__Available records__:
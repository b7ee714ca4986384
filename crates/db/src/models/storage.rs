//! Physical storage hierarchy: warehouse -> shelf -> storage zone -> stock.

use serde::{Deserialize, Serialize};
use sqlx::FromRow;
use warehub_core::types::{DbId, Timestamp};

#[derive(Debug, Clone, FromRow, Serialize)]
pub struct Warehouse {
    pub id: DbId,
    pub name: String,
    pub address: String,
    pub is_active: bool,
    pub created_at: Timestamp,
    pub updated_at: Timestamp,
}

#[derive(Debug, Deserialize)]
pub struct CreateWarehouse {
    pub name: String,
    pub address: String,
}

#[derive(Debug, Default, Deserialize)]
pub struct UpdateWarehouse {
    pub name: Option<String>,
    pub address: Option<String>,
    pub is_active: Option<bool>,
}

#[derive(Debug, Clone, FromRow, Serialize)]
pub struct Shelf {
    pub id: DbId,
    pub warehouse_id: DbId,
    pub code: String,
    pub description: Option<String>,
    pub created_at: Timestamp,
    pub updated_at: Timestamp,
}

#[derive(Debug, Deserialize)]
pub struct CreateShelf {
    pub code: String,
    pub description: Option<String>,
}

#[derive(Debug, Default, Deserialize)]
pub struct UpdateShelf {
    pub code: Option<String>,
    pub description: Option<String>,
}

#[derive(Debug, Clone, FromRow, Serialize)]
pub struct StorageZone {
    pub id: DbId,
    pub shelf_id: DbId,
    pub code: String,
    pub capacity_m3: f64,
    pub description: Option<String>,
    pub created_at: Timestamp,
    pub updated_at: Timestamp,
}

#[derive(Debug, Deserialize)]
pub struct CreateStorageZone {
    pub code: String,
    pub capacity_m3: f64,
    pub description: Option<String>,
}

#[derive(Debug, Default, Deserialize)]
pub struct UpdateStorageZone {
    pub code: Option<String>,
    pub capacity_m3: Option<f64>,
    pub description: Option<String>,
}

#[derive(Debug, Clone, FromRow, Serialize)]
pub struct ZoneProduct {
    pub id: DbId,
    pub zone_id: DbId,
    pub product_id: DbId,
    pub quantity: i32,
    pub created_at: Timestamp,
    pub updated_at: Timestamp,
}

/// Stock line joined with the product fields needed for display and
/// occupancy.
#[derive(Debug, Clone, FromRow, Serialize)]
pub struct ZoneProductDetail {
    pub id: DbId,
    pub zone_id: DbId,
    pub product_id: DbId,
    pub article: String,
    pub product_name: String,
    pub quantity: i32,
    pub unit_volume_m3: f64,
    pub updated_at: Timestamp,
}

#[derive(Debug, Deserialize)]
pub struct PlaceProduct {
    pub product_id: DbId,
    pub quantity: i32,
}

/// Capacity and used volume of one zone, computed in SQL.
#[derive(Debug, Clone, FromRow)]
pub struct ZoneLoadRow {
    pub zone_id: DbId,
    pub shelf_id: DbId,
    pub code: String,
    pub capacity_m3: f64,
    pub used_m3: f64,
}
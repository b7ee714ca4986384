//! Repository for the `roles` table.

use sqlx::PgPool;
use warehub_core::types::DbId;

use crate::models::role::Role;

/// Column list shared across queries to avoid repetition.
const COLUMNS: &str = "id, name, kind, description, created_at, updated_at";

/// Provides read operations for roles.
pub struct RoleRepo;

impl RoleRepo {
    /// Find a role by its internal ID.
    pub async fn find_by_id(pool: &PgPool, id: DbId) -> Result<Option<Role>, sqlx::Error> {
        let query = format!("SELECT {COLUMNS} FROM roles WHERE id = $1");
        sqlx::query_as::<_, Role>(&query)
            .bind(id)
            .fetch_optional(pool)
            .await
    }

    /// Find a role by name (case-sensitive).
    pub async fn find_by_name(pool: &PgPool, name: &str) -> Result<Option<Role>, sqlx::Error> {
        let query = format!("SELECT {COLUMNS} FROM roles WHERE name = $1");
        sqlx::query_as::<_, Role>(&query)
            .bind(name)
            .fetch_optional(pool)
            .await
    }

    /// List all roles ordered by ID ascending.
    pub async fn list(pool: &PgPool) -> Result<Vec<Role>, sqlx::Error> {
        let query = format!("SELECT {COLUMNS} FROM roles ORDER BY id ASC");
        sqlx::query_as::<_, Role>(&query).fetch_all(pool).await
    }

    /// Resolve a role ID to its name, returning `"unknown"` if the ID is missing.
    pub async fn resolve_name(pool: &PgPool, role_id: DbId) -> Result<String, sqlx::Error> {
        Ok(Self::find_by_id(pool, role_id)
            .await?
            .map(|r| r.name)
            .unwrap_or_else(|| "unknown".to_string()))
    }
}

__What you need to do__:
Tally the lines above that include "async"; give only the tally.

__Answer box__:
4